Die mittelalterliche Hauptstadt des Königreiches Polen stand auf dem Programm: Marienkirche mit dem bewunderungswürdigen Veit-Stoß-Altar und dem vom selben Meister stammenden Steinkruzifix, erschütternd hier die Darstellung des Todeskampfes Jesu. Danach Besteigung des Wawel, anfangs Regierungssitz, später nur noch Krönungsstätte für die Könige in Warschau. In der Krönungskathedrale ruhen die Gebeine fast aller polnischen Könige des 14. bis 16. Jahrhunderts. Den Nach-mittag beschließen wir bei einer Tasse Kaffee auf dem Markt; gegenüber liegen die "Tuchhallen", nicht unähn-lich einem Basar ...

Der fünfte Tag:

Wir beginnen den Tag mit einem Gebet, das den Apell an die Menschlichkeit in der Gesinnung und die Bitte um Versöhnung einschließt, denn heute werden wir angesichts des Entsetzlichen, was an diesem Ort geschah, verstummen: Wir besuchen die Konzentrations- und Vernichtungslager in Auschwitz und Birkenau. Sehr sachlich, aber nicht emotionslos bemüht sich unsere polnische Begleiterin, uns das Grauen jener Zeit vor Augen zu führen. Angesichts der anderthalb Millionen Opfer, allein in diesen Lagern, gelingt es einigen von uns kaum, die Fassung zu bewahren ...

Der sechste Tag:

Wir suchen Erholung und fahren nach Zakopane, in das Gebiet der Beskiden. Ein Pferdegespann bringt uns zu einem Hochplateau mit einer herrlichen Aussicht auf das schneeglitzernde Gebirgsmassiv der Hohen Tatra. Die Sonne verwöhnt uns ...

 

Der siebente Tag:

Czestochowa/Tschenstochau birgt auf der Jasna Gora, dem "Klaren Berg", das Nationalheiligtum aller Polen: Das Bild der "schwarzen Madonna", das seit Jahrhunderten ungezählte Pilgerscharen anzieht. Für uns immer wieder erstaunlich, jedoch nicht befremdlich, die Inbrunst, mit der hier gesungen und gebetet wird. Hier ist sich Polen eins mit Muttergottes und Land ...

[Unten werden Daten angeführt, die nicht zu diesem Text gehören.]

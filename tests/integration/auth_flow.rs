//! Session and token invariants exercised at the service level

use std::sync::Arc;
use std::time::Duration;

use fleetwatch::auth::{
    AuthService, AuthStore, MemorySessionStore, NewUser, TokenSigner,
};

use crate::helpers::{seed_user, TestSystem};

async fn service_with_session_ttl(ttl: Duration) -> (tempfile::TempDir, AuthService) {
    let dir = tempfile::tempdir().unwrap();
    let store = AuthStore::connect(dir.path().join("auth.db").to_str().unwrap())
        .await
        .unwrap();
    let signer = TokenSigner::new(
        "ttl-test-secret",
        Duration::from_secs(900),
        Duration::from_secs(3600),
    );
    let service = AuthService::new(store, Arc::new(MemorySessionStore::new()), signer, ttl);
    (dir, service)
}

// After one refresh the new access token still identifies the same
// user and carries the user's current effective scopes.
#[tokio::test]
async fn refresh_preserves_identity_and_current_scopes() {
    let system = TestSystem::start().await;
    let user_id = seed_user(&system, "p1@example.com", &["servers:read", "scopes:read"]).await;

    let tokens = system.auth.login("p1@example.com", "pass-w0rd").await.unwrap();
    let refreshed = system.auth.refresh(&tokens.refresh_token).await.unwrap();

    let claims = system.auth.verify_access(&refreshed.access_token).unwrap();
    assert_eq!(claims.user_id, user_id);
    assert_eq!(claims.scopes, vec!["scopes:read", "servers:read"]);
}

// At most one refresh chain survives: replaying a rotated-out token
// kills the session, taking the legitimate successor with it.
#[tokio::test]
async fn at_most_one_refresh_chain_survives() {
    let system = TestSystem::start().await;
    seed_user(&system, "p2@example.com", &[]).await;

    let t1 = system.auth.login("p2@example.com", "pass-w0rd").await.unwrap();
    let t2 = system.auth.refresh(&t1.refresh_token).await.unwrap();
    let t3 = system.auth.refresh(&t2.refresh_token).await.unwrap();

    // Replay an old link of the chain.
    assert!(system.auth.refresh(&t1.refresh_token).await.is_err());
    // The newest link is dead too.
    assert!(system.auth.refresh(&t3.refresh_token).await.is_err());
}

// Refreshing does not slide the session TTL set at login.
#[tokio::test]
async fn refresh_does_not_extend_the_session() {
    let (_dir, service) = service_with_session_ttl(Duration::from_millis(1500)).await;
    service
        .register(NewUser {
            email: "p3@example.com".to_string(),
            password: "pass-w0rd".to_string(),
            first_name: String::new(),
            last_name: String::new(),
            role_ids: vec![],
        })
        .await
        .unwrap();

    let t1 = service.login("p3@example.com", "pass-w0rd").await.unwrap();

    // Refresh well within the window...
    tokio::time::sleep(Duration::from_millis(700)).await;
    let t2 = service.refresh(&t1.refresh_token).await.unwrap();

    // ...but the original expiry still applies: ~1.5s after login the
    // session is gone even though the last refresh was recent.
    tokio::time::sleep(Duration::from_millis(1100)).await;
    assert!(service.refresh(&t2.refresh_token).await.is_err());
}

// Scope changes take effect on the next refresh, not just next login.
#[tokio::test]
async fn refresh_picks_up_role_changes() {
    let system = TestSystem::start().await;
    let user_id = seed_user(&system, "p4@example.com", &["servers:read"]).await;

    let tokens = system.auth.login("p4@example.com", "pass-w0rd").await.unwrap();
    let before = system.auth.verify_access(&tokens.access_token).unwrap();
    assert_eq!(before.scopes, vec!["servers:read"]);

    // Strip all roles, then refresh.
    system
        .auth
        .update_user(
            &user_id,
            fleetwatch::auth::UserUpdate {
                first_name: None,
                last_name: None,
                role_ids: Some(vec![]),
            },
        )
        .await
        .unwrap();

    let refreshed = system.auth.refresh(&tokens.refresh_token).await.unwrap();
    let after = system.auth.verify_access(&refreshed.access_token).unwrap();
    assert!(after.scopes.is_empty());
}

Anschließend noch schnell ein Abstecher zum "Schlesischen Meer", einem Stausee, der vor allem der Trinkwasserversorgung dient.

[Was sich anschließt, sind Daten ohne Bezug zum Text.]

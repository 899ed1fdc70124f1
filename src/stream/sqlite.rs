//! SQLite-backed durable stream broker
//!
//! Topics are rows in a shared message log keyed by
//! `(topic, partition, offset)`; consumer-group progress lives in a
//! separate offsets table. WAL mode keeps concurrent readers cheap
//! while writers append.

use std::path::Path;
use std::time::Duration;

use async_trait::async_trait;
use chrono::DateTime;
use sqlx::sqlite::{SqliteConnectOptions, SqliteJournalMode, SqlitePoolOptions, SqliteSynchronous};
use sqlx::{Pool, Row, Sqlite};
use tracing::{debug, info, instrument, trace};

use super::broker::{Message, StreamReader, StreamWriter};
use super::error::{StreamError, StreamResult};
use super::partition_for;

/// How long an idle reader sleeps before polling the log again.
const POLL_INTERVAL: Duration = Duration::from_millis(100);

/// Handle to the broker database. Cheap to clone; writers and readers
/// are derived from it.
#[derive(Clone)]
pub struct SqliteBroker {
    pool: Pool<Sqlite>,
}

impl SqliteBroker {
    /// Open (creating if missing) the broker database and run
    /// migrations.
    #[instrument(skip_all)]
    pub async fn connect(path: impl AsRef<Path>) -> StreamResult<Self> {
        let path_str = path.as_ref().to_string_lossy().to_string();

        info!("opening stream broker at: {}", path_str);

        let options = SqliteConnectOptions::new()
            .filename(&path_str)
            .create_if_missing(true)
            .journal_mode(SqliteJournalMode::Wal)
            .synchronous(SqliteSynchronous::Normal)
            .busy_timeout(Duration::from_secs(30));

        let pool = SqlitePoolOptions::new()
            .max_connections(5)
            .connect_with(options)
            .await
            .map_err(|e| StreamError::ConnectionFailed(e.to_string()))?;

        sqlx::migrate!("./migrations")
            .run(&pool)
            .await
            .map_err(|e| StreamError::MigrationFailed(e.to_string()))?;

        Ok(Self { pool })
    }

    /// Reuse an existing pool (single-file deployments share one pool
    /// between the broker and the stores).
    pub fn from_pool(pool: Pool<Sqlite>) -> Self {
        Self { pool }
    }

    pub fn writer(&self, topic: &str, partitions: u32) -> SqliteStreamWriter {
        SqliteStreamWriter {
            pool: self.pool.clone(),
            topic: topic.to_string(),
            partitions,
        }
    }

    pub fn reader(&self, topic: &str, partition: u32, group: &str) -> SqliteStreamReader {
        SqliteStreamReader {
            pool: self.pool.clone(),
            topic: topic.to_string(),
            partition,
            group: group.to_string(),
            position: None,
        }
    }
}

#[derive(Clone)]
pub struct SqliteStreamWriter {
    pool: Pool<Sqlite>,
    topic: String,
    partitions: u32,
}

impl SqliteStreamWriter {
    async fn append_tx(
        tx: &mut sqlx::Transaction<'_, Sqlite>,
        topic: &str,
        partition: u32,
        key: &str,
        payload: &str,
    ) -> StreamResult<i64> {
        let row = sqlx::query(
            "SELECT COALESCE(MAX(msg_offset) + 1, 0) AS next
             FROM stream_messages WHERE topic = ? AND partition_id = ?",
        )
        .bind(topic)
        .bind(partition)
        .fetch_one(&mut **tx)
        .await?;
        let next: i64 = row.get("next");

        sqlx::query(
            "INSERT INTO stream_messages (topic, partition_id, msg_offset, key, payload, appended_at)
             VALUES (?, ?, ?, ?, ?, ?)",
        )
        .bind(topic)
        .bind(partition)
        .bind(next)
        .bind(key)
        .bind(payload)
        .bind(chrono::Utc::now().timestamp_millis())
        .execute(&mut **tx)
        .await?;

        Ok(next)
    }
}

#[async_trait]
impl StreamWriter for SqliteStreamWriter {
    #[instrument(skip(self, payload), fields(topic = %self.topic, key))]
    async fn append(&self, key: &str, payload: String) -> StreamResult<()> {
        let partition = partition_for(key, self.partitions);
        let mut tx = self.pool.begin().await?;
        let offset = Self::append_tx(&mut tx, &self.topic, partition, key, &payload).await?;
        tx.commit().await?;
        trace!("appended {}/{}@{}", self.topic, partition, offset);
        Ok(())
    }

    #[instrument(skip(self, messages), fields(topic = %self.topic, count = messages.len()))]
    async fn append_all(&self, messages: Vec<(String, String)>) -> StreamResult<()> {
        if messages.is_empty() {
            return Ok(());
        }

        let mut tx = self.pool.begin().await?;
        for (key, payload) in &messages {
            let partition = partition_for(key, self.partitions);
            Self::append_tx(&mut tx, &self.topic, partition, key, payload).await?;
        }
        tx.commit().await?;
        debug!("appended batch of {}", messages.len());
        Ok(())
    }
}

pub struct SqliteStreamReader {
    pool: Pool<Sqlite>,
    topic: String,
    partition: u32,
    group: String,
    /// Offset of the last fetched message; `None` until the committed
    /// offset has been loaded.
    position: Option<i64>,
}

impl SqliteStreamReader {
    async fn committed(&self) -> StreamResult<i64> {
        let row = sqlx::query(
            "SELECT committed FROM stream_offsets
             WHERE topic = ? AND partition_id = ? AND group_id = ?",
        )
        .bind(&self.topic)
        .bind(self.partition)
        .bind(&self.group)
        .fetch_optional(&self.pool)
        .await?;

        Ok(row.map(|r| r.get("committed")).unwrap_or(-1))
    }
}

#[async_trait]
impl StreamReader for SqliteStreamReader {
    #[instrument(skip(self), fields(topic = %self.topic, partition = self.partition))]
    async fn fetch(&mut self) -> StreamResult<Message> {
        let after = match self.position {
            Some(position) => position,
            None => {
                let committed = self.committed().await?;
                self.position = Some(committed);
                committed
            }
        };

        loop {
            let row = sqlx::query(
                "SELECT msg_offset, key, payload, appended_at FROM stream_messages
                 WHERE topic = ? AND partition_id = ? AND msg_offset > ?
                 ORDER BY msg_offset ASC LIMIT 1",
            )
            .bind(&self.topic)
            .bind(self.partition)
            .bind(after)
            .fetch_optional(&self.pool)
            .await?;

            if let Some(row) = row {
                let offset: i64 = row.get("msg_offset");
                let appended_millis: i64 = row.get("appended_at");
                self.position = Some(offset);

                return Ok(Message {
                    topic: self.topic.clone(),
                    partition: self.partition,
                    offset,
                    key: row.get("key"),
                    payload: row.get("payload"),
                    appended_at: DateTime::from_timestamp_millis(appended_millis)
                        .unwrap_or_else(chrono::Utc::now),
                });
            }

            tokio::time::sleep(POLL_INTERVAL).await;
        }
    }

    #[instrument(skip(self), fields(topic = %self.topic, partition = self.partition, offset))]
    async fn commit(&mut self, offset: i64) -> StreamResult<()> {
        sqlx::query(
            "INSERT INTO stream_offsets (topic, partition_id, group_id, committed)
             VALUES (?, ?, ?, ?)
             ON CONFLICT (topic, partition_id, group_id)
             DO UPDATE SET committed = excluded.committed",
        )
        .bind(&self.topic)
        .bind(self.partition)
        .bind(&self.group)
        .bind(offset)
        .execute(&self.pool)
        .await?;

        trace!("committed {}/{}@{}", self.topic, self.partition, offset);
        Ok(())
    }
}

#[cfg(test)]
mod tests {
    use super::*;
    use std::time::Duration;

    async fn test_broker() -> (tempfile::TempDir, SqliteBroker) {
        let dir = tempfile::tempdir().unwrap();
        let broker = SqliteBroker::connect(dir.path().join("streams.db"))
            .await
            .unwrap();
        (dir, broker)
    }

    #[tokio::test]
    async fn append_then_fetch_round_trip() {
        let (_dir, broker) = test_broker().await;
        let writer = broker.writer("probe-requests", 1);
        let mut reader = broker.reader("probe-requests", 0, "g1");

        writer.append("srv-1", "hello".to_string()).await.unwrap();

        let msg = reader.fetch().await.unwrap();
        assert_eq!(msg.key, "srv-1");
        assert_eq!(msg.payload, "hello");
        assert_eq!(msg.offset, 0);
    }

    #[tokio::test]
    async fn uncommitted_messages_are_redelivered() {
        let (_dir, broker) = test_broker().await;
        let writer = broker.writer("t", 1);
        writer.append("k", "one".to_string()).await.unwrap();
        writer.append("k", "two".to_string()).await.unwrap();

        let mut reader = broker.reader("t", 0, "g1");
        let first = reader.fetch().await.unwrap();
        assert_eq!(first.payload, "one");
        reader.commit(first.offset).await.unwrap();
        // Fetch "two" but never commit it.
        assert_eq!(reader.fetch().await.unwrap().payload, "two");
        drop(reader);

        // A fresh reader resumes from the committed offset.
        let mut reader = broker.reader("t", 0, "g1");
        assert_eq!(reader.fetch().await.unwrap().payload, "two");
    }

    #[tokio::test]
    async fn groups_track_progress_independently() {
        let (_dir, broker) = test_broker().await;
        let writer = broker.writer("t", 1);
        writer.append("k", "m".to_string()).await.unwrap();

        let mut a = broker.reader("t", 0, "group-a");
        let msg = a.fetch().await.unwrap();
        a.commit(msg.offset).await.unwrap();

        let mut b = broker.reader("t", 0, "group-b");
        assert_eq!(b.fetch().await.unwrap().payload, "m");
    }

    #[tokio::test]
    async fn same_key_stays_on_one_partition_in_order() {
        let (_dir, broker) = test_broker().await;
        let writer = broker.writer("t", 4);
        for i in 0..5 {
            writer.append("srv-9", format!("m{i}")).await.unwrap();
        }

        let partition = partition_for("srv-9", 4);
        let mut reader = broker.reader("t", partition, "g");
        for i in 0..5 {
            assert_eq!(reader.fetch().await.unwrap().payload, format!("m{i}"));
        }
    }

    #[tokio::test]
    async fn fetch_blocks_until_a_message_arrives() {
        let (_dir, broker) = test_broker().await;
        let mut reader = broker.reader("t", 0, "g");

        let pending = tokio::time::timeout(Duration::from_millis(50), reader.fetch()).await;
        assert!(pending.is_err());

        let writer = broker.writer("t", 1);
        writer.append("k", "late".to_string()).await.unwrap();
        let msg = tokio::time::timeout(Duration::from_secs(2), reader.fetch())
            .await
            .unwrap()
            .unwrap();
        assert_eq!(msg.payload, "late");
    }

    #[tokio::test]
    async fn batch_append_preserves_key_order() {
        let (_dir, broker) = test_broker().await;
        let writer = broker.writer("t", 4);
        writer
            .append_all(vec![
                ("a".to_string(), "a0".to_string()),
                ("b".to_string(), "b0".to_string()),
                ("a".to_string(), "a1".to_string()),
            ])
            .await
            .unwrap();

        // "b" may share the partition; only the relative order of the
        // "a" messages is guaranteed.
        let mut reader = broker.reader("t", partition_for("a", 4), "g");
        let mut seen = Vec::new();
        while seen.len() < 2 {
            let msg = reader.fetch().await.unwrap();
            if msg.key == "a" {
                seen.push(msg.payload);
            }
        }
        assert_eq!(seen, vec!["a0", "a1"]);
    }
}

Den Abschied von dieser Reise feiern wir außerhalb unseres Quartierortes bei einem Lagerfeuer in einer Waldlichtung. Unsere "Gruppenbetreuer", Barbara und Jan, hatten fürsorglich alles vorbereitet. Ein sehr engagierter Musikus spielt mit dem Akkordeon auf. Bei Musik, Tanz und Gesang sowie Würstchen und Kuchen genießen wir die abendliche Stimmung ...

Der achte Tag:

Rechtzeitig treffen wir wieder mit dem Bus am Bahnhof in Kattowitz ein und besteigen den Zug heimwärts. Unterwegs werden wir mit Kaffee und Kuchen versorgt ...

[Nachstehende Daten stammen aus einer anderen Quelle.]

#[tokio::test]
async fn verify_echoes_identity_headers() {
    let system = TestSystem::start().await;
    let user_id = seed_user(&system, "op@example.com", &["servers:read"]).await;
    let addr = system.start_api().await;

    let (access, _) = login_http(addr, "op@example.com").await;
    let response = reqwest::Client::new()
        .get(format!("http://{addr}/auth/verify"))
        .bearer_auth(&access)
        .send()
        .await
        .unwrap();

    assert_eq!(response.status(), 204);
    assert_eq!(
        response.headers().get("X-User-ID").unwrap().to_str().unwrap(),
        user_id
    );
    assert_eq!(
        response
            .headers()
            .get("X-User-Scopes")
            .unwrap()
            .to_str()
            .unwrap(),
        "servers:read"
    );
}

#[tokio::test]
async fn scope_gate_answers_403_and_missing_token_401() {
    let system = TestSystem::start().await;
    seed_user(&system, "limited@example.com", &["scopes:read"]).await;
    let addr = system.start_api().await;

    let response = reqwest::Client::new()
        .get(format!("http://{addr}/servers"))
        .send()
        .await
        .unwrap();
    assert_eq!(response.status(), 401);

    let (access, _) = login_http(addr, "limited@example.com").await;
    let response = reqwest::Client::new()
        .get(format!("http://{addr}/servers"))
        .bearer_auth(&access)
        .send()
        .await
        .unwrap();
    assert_eq!(response.status(), 403);
    let body: serde_json::Value = response.json().await.unwrap();
    assert_eq!(body["message"], "Permission denied");
}

#[tokio::test]
async fn server_crud_round_trip() {
    let system = TestSystem::start().await;
    seed_user(&system, "op@example.com", ALL_SERVER_SCOPES).await;
    let addr = system.start_api().await;
    let (access, _) = login_http(addr, "op@example.com").await;
    let client = reqwest::Client::new();

    let spec = serde_json::json!({
        "server_name": "web-01",
        "ipv4": "10.0.0.5",
        "port": 80,
        "health_endpoint": "/ping",
        "health_check_interval": 2
    });

    let response = client
        .post(format!("http://{addr}/servers"))
        .bearer_auth(&access)
        .json(&spec)
        .send()
        .await
        .unwrap();
    assert_eq!(response.status(), 201);
    let created: serde_json::Value = response.json().await.unwrap();
    assert_eq!(created["status"], "pending");
    let id = created["id"].as_str().unwrap().to_string();

    // Duplicate name: exactly one creation wins.
    let response = client
        .post(format!("http://{addr}/servers"))
        .bearer_auth(&access)
        .json(&spec)
        .send()
        .await
        .unwrap();
    assert_eq!(response.status(), 409);
    let body: serde_json::Value = response.json().await.unwrap();
    assert_eq!(body["message"], "Server name already exists");

    let response = client
        .patch(format!("http://{addr}/servers/{id}"))
        .bearer_auth(&access)
        .json(&serde_json::json!({"health_check_interval": 30}))
        .send()
        .await
        .unwrap();
    assert_eq!(response.status(), 200);
    let updated: serde_json::Value = response.json().await.unwrap();
    assert_eq!(updated["health_check_interval"], 30);

    let response = client
        .get(format!("http://{addr}/servers?server_name=web"))
        .bearer_auth(&access)
        .send()
        .await
        .unwrap();
    let listed: serde_json::Value = response.json().await.unwrap();
    assert_eq!(listed.as_array().unwrap().len(), 1);

    // Delete twice: both succeed (idempotent).
    for _ in 0..2 {
        let response = client
            .delete(format!("http://{addr}/servers/{id}"))
            .bearer_auth(&access)
            .send()
            .await
            .unwrap();
        assert_eq!(response.status(), 204);
    }
}

#[tokio::test]
async fn listing_validates_filters_and_coerces_pagination() {
    let system = TestSystem::start().await;
    seed_user(&system, "op@example.com", ALL_SERVER_SCOPES).await;
    let addr = system.start_api().await;
    let (access, _) = login_http(addr, "op@example.com").await;
    let client = reqwest::Client::new();

    for (query, expected_message) in [
        ("status=meh", "Invalid status"),
        ("sort_by=id", "Invalid sort by"),
        ("sort_order=sideways", "Invalid sort order"),
        ("limit=lots", "Limit must be an integer"),
        ("offset=x", "Offset must be an integer"),
    ] {
        let response = client
            .get(format!("http://{addr}/servers?{query}"))
            .bearer_auth(&access)
            .send()
            .await
            .unwrap();
        assert_eq!(response.status(), 400, "query {query}");
        let body: serde_json::Value = response.json().await.unwrap();
        assert_eq!(body["message"], expected_message);
    }

    // Out-of-range values coerce instead of failing.
    let response = client
        .get(format!("http://{addr}/servers?limit=-5&offset=-1"))
        .bearer_auth(&access)
        .send()
        .await
        .unwrap();
    assert_eq!(response.status(), 200);
}

// Spec scenario: one malformed row is rejected, the rest import.
#[tokio::test]
async fn import_reports_imported_and_failed_rows() {
    let system = TestSystem::start().await;
    seed_user(&system, "op@example.com", ALL_SERVER_SCOPES).await;
    let addr = system.start_api().await;
    let (access, _) = login_http(addr, "op@example.com").await;

    let sheet = "server_name\tipv4\tport\thealth_endpoint\thealth_check_interval\n\
                 alpha\t10.0.0.1\t80\t/ping\t5\n\
                 beta\t10.0.0.2\tabc\t/ping\t5\n\
                 gamma\t10.0.0.3\t81\t/ping\t5\n";

    let part = reqwest::multipart::Part::bytes(sheet.as_bytes().to_vec())
        .file_name("servers.tsv")
        .mime_str("text/tab-separated-values")
        .unwrap();
    let form = reqwest::multipart::Form::new().part("file", part);

    let response = reqwest::Client::new()
        .post(format!("http://{addr}/servers/import"))
        .bearer_auth(&access)
        .multipart(form)
        .send()
        .await
        .unwrap();
    assert_eq!(response.status(), 200);

    let body: serde_json::Value = response.json().await.unwrap();
    assert_eq!(body["imported_count"], 2);
    assert_eq!(
        body["imported_servers"],
        serde_json::json!(["alpha", "gamma"])
    );
    assert_eq!(body["failed_count"], 1);
    assert_eq!(body["failed_servers"], serde_json::json!(["beta"]));
}

#[tokio::test]
async fn import_rejects_wrong_extension_and_missing_columns() {
    let system = TestSystem::start().await;
    seed_user(&system, "op@example.com", ALL_SERVER_SCOPES).await;
    let addr = system.start_api().await;
    let (access, _) = login_http(addr, "op@example.com").await;
    let client = reqwest::Client::new();

    let upload = |filename: &str, content: &str| {
        let part = reqwest::multipart::Part::bytes(content.as_bytes().to_vec())
            .file_name(filename.to_string());
        reqwest::multipart::Form::new().part("file", part)
    };

    let response = client
        .post(format!("http://{addr}/servers/import"))
        .bearer_auth(&access)
        .multipart(upload("servers.png", "x"))
        .send()
        .await
        .unwrap();
    assert_eq!(response.status(), 400);

    let response = client
        .post(format!("http://{addr}/servers/import"))
        .bearer_auth(&access)
        .multipart(upload(
            "servers.tsv",
            "server_name\tipv4\tport\thealth_endpoint\nweb\t10.0.0.1\t80\t/ping\n",
        ))
        .send()
        .await
        .unwrap();
    assert_eq!(response.status(), 400);
    let body: serde_json::Value = response.json().await.unwrap();
    assert_eq!(body["message"], "Missing required column");
}

#[tokio::test]
async fn export_streams_the_filtered_listing() {
    let system = TestSystem::start().await;
    seed_user(&system, "op@example.com", ALL_SERVER_SCOPES).await;
    let addr = system.start_api().await;
    let (access, _) = login_http(addr, "op@example.com").await;
    let client = reqwest::Client::new();

    for name in ["exp-1", "exp-2"] {
        let response = client
            .post(format!("http://{addr}/servers"))
            .bearer_auth(&access)
            .json(&serde_json::json!({
                "server_name": name,
                "ipv4": "10.0.0.9",
                "port": 80,
                "health_endpoint": "/ping",
                "health_check_interval": 5
            }))
            .send()
            .await
            .unwrap();
        assert_eq!(response.status(), 201);
    }

    let response = client
        .get(format!("http://{addr}/servers/export"))
        .bearer_auth(&access)
        .send()
        .await
        .unwrap();
    assert_eq!(response.status(), 200);
    let disposition = response
        .headers()
        .get(reqwest::header::CONTENT_DISPOSITION)
        .unwrap()
        .to_str()
        .unwrap()
        .to_string();
    assert!(disposition.contains("attachment"));

    let body = response.text().await.unwrap();
    let lines: Vec<&str> = body.lines().collect();
    assert_eq!(lines.len(), 3);
    assert!(lines[0].starts_with("id\tserver_name\tstatus"));
    assert!(body.contains("exp-1"));
    assert!(body.contains("exp-2"));
}

#[tokio::test]
async fn uptime_endpoint_uses_inclusive_dates() {
    let system = TestSystem::start().await;
    seed_user(&system, "op@example.com", ALL_SERVER_SCOPES).await;
    let addr = system.start_api().await;
    let (access, _) = login_http(addr, "op@example.com").await;

    let now = Utc::now();
    system
        .observations
        .append(&Observation {
            server_id: "srv-1".to_string(),
            status: ServerStatus::Healthy,
            status_numeric: 1,
            timestamp: now,
            attempts: 1,
            interval_since_last_check_ms: 2000,
        })
        .await
        .unwrap();

    let today = now.format("%Y-%m-%d");
    let response = reqwest::Client::new()
        .get(format!(
            "http://{addr}/servers/srv-1/uptime?start_date={today}&end_date={today}"
        ))
        .bearer_auth(&access)
        .send()
        .await
        .unwrap();
    assert_eq!(response.status(), 200);
    let body: serde_json::Value = response.json().await.unwrap();
    assert!((body["uptime_percentage"].as_f64().unwrap() - 100.0).abs() < 1e-6);

    // Inverted window is a 400.
    let response = reqwest::Client::new()
        .get(format!(
            "http://{addr}/servers/srv-1/uptime?start_date=2030-01-02&end_date=2030-01-01"
        ))
        .bearer_auth(&access)
        .send()
        .await
        .unwrap();
    assert_eq!(response.status(), 400);
}

#[tokio::test]
async fn report_endpoint_mails_the_rollup() {
    let system = TestSystem::start().await;
    seed_user(&system, "op@example.com", ALL_SERVER_SCOPES).await;
    let addr = system.start_api().await;
    let (access, _) = login_http(addr, "op@example.com").await;

    let now = Utc::now();
    system
        .observations
        .append(&Observation {
            server_id: "srv-1".to_string(),
            status: ServerStatus::Healthy,
            status_numeric: 1,
            timestamp: now,
            attempts: 1,
            interval_since_last_check_ms: 2000,
        })
        .await
        .unwrap();

    let today = now.format("%Y-%m-%d");
    let response = reqwest::Client::new()
        .post(format!("http://{addr}/servers/reports"))
        .bearer_auth(&access)
        .json(&serde_json::json!({
            "start_date": today.to_string(),
            "end_date": today.to_string(),
            "email": "boss@example.com"
        }))
        .send()
        .await
        .unwrap();
    assert_eq!(response.status(), 200);

    // The report is generated off-request; wait for the mail.
    let deadline = tokio::time::Instant::now() + std::time::Duration::from_secs(5);
    loop {
        let sent = system.mailer.sent().await;
        if !sent.is_empty() {
            assert_eq!(sent[0].to, vec!["boss@example.com"]);
            assert!(sent[0].text_body.contains("Total Servers: 1"));
            break;
        }
        assert!(tokio::time::Instant::now() < deadline, "report never sent");
        tokio::time::sleep(std::time::Duration::from_millis(50)).await;
    }
}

Ich denke, im Namen aller Teilnehmer zu sprechen, wenn ich "sage": Es war nicht nur eine sehr informationsreiche, sondern auch sehr schöne Fahrt, denn man spürte, dass hier eine Gruppe zusammenwächst. Noch einmal sagen wir ganz herzlichen Dank unseren beiden Reiseveranstaltern; ihrer Initiative und natürlich ihren Sprachkenntnissen ist das Zustandekommen einer solchen Reise zu verdanken!